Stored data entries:
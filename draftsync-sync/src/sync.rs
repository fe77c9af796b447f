//! Batch orchestrator.
//!
//! A run splits the drafts into batches and processes them one after the
//! other. Within a batch every draft is created or updated concurrently,
//! and a failing draft never cancels its siblings. Failures never escape
//! [`ResourceSync::sync`]: they end up in the statistics and the event
//! callback.

use crate::config::SyncOptions;
use crate::event::{Severity, SyncEvent};
use crate::kind::{ResourceKind, SyncResource};
use crate::matcher::{Matched, match_drafts};
use crate::service::ResourceService;
use crate::statistics::SyncStatistics;
use crate::validator::validate_batch;
use crate::SyncError;
use futures::future::join_all;
use std::collections::HashSet;
use tracing::{Instrument, debug, info, info_span, warn};
use uuid::Uuid;

const RETRY_FETCH_FAILED: &str =
    "Failed to fetch from the remote while retrying after concurrency modification.";
const RETRY_NOT_FOUND: &str =
    "Not found when attempting to fetch while retrying after concurrency modification.";

/// Syncs drafts of one resource kind through a [`ResourceService`].
pub struct ResourceSync<K: ResourceKind, S> {
    service: S,
    options: SyncOptions<K>,
}

impl<K, S> ResourceSync<K, S>
where
    K: SyncResource,
    S: ResourceService<K>,
{
    pub fn new(service: S, options: SyncOptions<K>) -> Self {
        Self { service, options }
    }

    pub fn service(&self) -> &S {
        &self.service
    }

    pub fn options(&self) -> &SyncOptions<K> {
        &self.options
    }

    /// Syncs every draft and returns the run's statistics.
    ///
    /// Items may be drafts or `Option`s of drafts; `None` entries are
    /// reported as invalid and still count as processed.
    pub async fn sync<I>(&self, drafts: I) -> SyncStatistics
    where
        I: IntoIterator,
        I::Item: Into<Option<K::Draft>>,
    {
        let run_id = Uuid::now_v7();
        let stats = SyncStatistics::new(K::PLURAL);
        let drafts: Vec<Option<K::Draft>> = drafts.into_iter().map(Into::into).collect();
        let batch_size = self.options.batch_size().max(1);

        let span = info_span!("sync", kind = K::NAME, run = %run_id);
        async {
            info!(total = drafts.len(), batch_size, "Starting sync");
            let mut remaining = drafts.into_iter();
            loop {
                let batch: Vec<_> = remaining.by_ref().take(batch_size).collect();
                if batch.is_empty() {
                    break;
                }
                self.process_batch(batch, &stats).await;
            }
            stats.finish();
            let snapshot = stats.snapshot();
            info!(
                processed = snapshot.processed,
                created = snapshot.created,
                updated = snapshot.updated,
                failed = snapshot.failed,
                unchanged = snapshot.unchanged,
                elapsed_ms = snapshot.elapsed_ms,
                "{}",
                stats.report_message()
            );
        }
        .instrument(span)
        .await;

        stats
    }

    async fn process_batch(&self, batch: Vec<Option<K::Draft>>, stats: &SyncStatistics) {
        let raw_size = batch.len() as u64;
        debug!(size = raw_size, "Processing batch");

        let validated = validate_batch::<K>(batch);
        for (message, draft) in validated.rejected {
            let mut event = SyncEvent::error(message);
            if let Some(draft) = draft {
                event = event.with_draft(draft);
            }
            self.report(event);
        }

        if validated.drafts.is_empty() {
            stats.increment_processed(raw_size);
            return;
        }

        match self.service.fetch_matching_by_keys(&validated.keys).await {
            Ok(existing) => {
                let pending = match_drafts::<K>(existing, validated.drafts)
                    .into_iter()
                    .map(|matched| self.sync_matched(matched, stats));
                join_all(pending).await;
            }
            Err(error) => {
                let message = format!(
                    "Failed to fetch existing {} with keys: '{}'.",
                    K::PLURAL,
                    format_keys(&validated.keys)
                );
                self.report(SyncEvent::error(message).with_error(error));
                stats.increment_failed(validated.keys.len() as u64);
            }
        }

        stats.increment_processed(raw_size);
    }

    async fn sync_matched(&self, matched: Matched<K>, stats: &SyncStatistics) {
        match matched {
            Matched::Create(draft) => self.create(draft, stats).await,
            Matched::Update { existing, draft } => self.update(existing, draft, stats).await,
        }
    }

    async fn create(&self, draft: K::Draft, stats: &SyncStatistics) {
        let Some(draft) = self.options.apply_before_create(draft) else {
            debug!("Draft skipped before create");
            return;
        };
        let key = K::draft_key(&draft).unwrap_or_default().to_string();

        match self.service.create(&draft).await {
            Ok(_) => {
                debug!(%key, "Created");
                stats.increment_created();
            }
            Err(error) => {
                let message = format!(
                    "Failed to create {} with key: '{key}'. Reason: {error}",
                    K::NAME
                );
                self.report(
                    SyncEvent::error(message)
                        .with_error(error)
                        .with_draft(draft),
                );
                stats.increment_failed(1);
            }
        }
    }

    async fn update(&self, existing: K::Entity, draft: K::Draft, stats: &SyncStatistics) {
        let actions = self.build_actions(&existing, &draft);
        if actions.is_empty() {
            return;
        }

        match self.service.update(&existing, &actions).await {
            Ok(_) => {
                debug!(key = K::draft_key(&draft), actions = ?action_names::<K>(&actions), "Updated");
                stats.increment_updated();
            }
            Err(error) if error.is_concurrent_modification() => {
                info!(
                    key = K::draft_key(&draft),
                    version = K::entity_version(&existing),
                    "Concurrent modification, retrying once"
                );
                self.retry_update(existing, draft, stats).await;
            }
            Err(error) => self.fail_update(error, existing, draft, actions, stats),
        }
    }

    /// Second and last update attempt, against a freshly fetched entity.
    async fn retry_update(&self, stale: K::Entity, draft: K::Draft, stats: &SyncStatistics) {
        let key = K::draft_key(&draft).unwrap_or_default().to_string();

        let fetched = match self.service.fetch_by_key(&key).await {
            Ok(Some(fetched)) => fetched,
            Ok(None) => {
                self.report(
                    SyncEvent::error(update_failed_message::<K>(&key, RETRY_NOT_FOUND))
                        .with_old_entity(stale)
                        .with_draft(draft),
                );
                stats.increment_failed(1);
                return;
            }
            Err(error) => {
                self.report(
                    SyncEvent::error(update_failed_message::<K>(&key, RETRY_FETCH_FAILED))
                        .with_error(error)
                        .with_old_entity(stale)
                        .with_draft(draft),
                );
                stats.increment_failed(1);
                return;
            }
        };

        let actions = self.build_actions(&fetched, &draft);
        if actions.is_empty() {
            return;
        }
        match self.service.update(&fetched, &actions).await {
            Ok(_) => {
                debug!(%key, actions = ?action_names::<K>(&actions), "Updated after retry");
                stats.increment_updated();
            }
            Err(error) => self.fail_update(error, fetched, draft, actions, stats),
        }
    }

    fn fail_update(
        &self,
        error: SyncError,
        existing: K::Entity,
        draft: K::Draft,
        actions: Vec<K::Action>,
        stats: &SyncStatistics,
    ) {
        let key = K::draft_key(&draft).unwrap_or_default();
        let message = update_failed_message::<K>(key, &error.to_string());
        self.report(
            SyncEvent::error(message)
                .with_error(error)
                .with_old_entity(existing)
                .with_draft(draft)
                .with_actions(actions),
        );
        stats.increment_failed(1);
    }

    /// Diffs, reports diff issues, then runs the before-update hook.
    fn build_actions(&self, existing: &K::Entity, draft: &K::Draft) -> Vec<K::Action> {
        let outcome = K::build_actions(existing, draft, self.options.config());
        for issue in outcome.issues {
            self.report(
                SyncEvent::error(issue.to_string())
                    .with_old_entity(existing.clone())
                    .with_draft(draft.clone()),
            );
        }
        self.options
            .apply_before_update(outcome.actions, draft, existing)
    }

    fn report(&self, event: SyncEvent<K>) {
        match event.severity {
            Severity::Error => warn!(error = ?event.error, "{}", event.message),
            Severity::Warning => debug!("{}", event.message),
        }
        self.options.emit(&event);
    }
}

fn update_failed_message<K: SyncResource>(key: &str, reason: &str) -> String {
    format!("Failed to update {} with key: '{key}'. Reason: {reason}", K::NAME)
}

fn action_names<K: ResourceKind>(actions: &[K::Action]) -> Vec<&'static str> {
    actions.iter().map(K::action_name).collect()
}

fn format_keys(keys: &HashSet<String>) -> String {
    let mut sorted: Vec<&str> = keys.iter().map(String::as_str).collect();
    sorted.sort_unstable();
    format!("[{}]", sorted.join(", "))
}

Assigned task: Across the records above, tally the lines that contain "crate" and give the result as a number alone.

Response: 8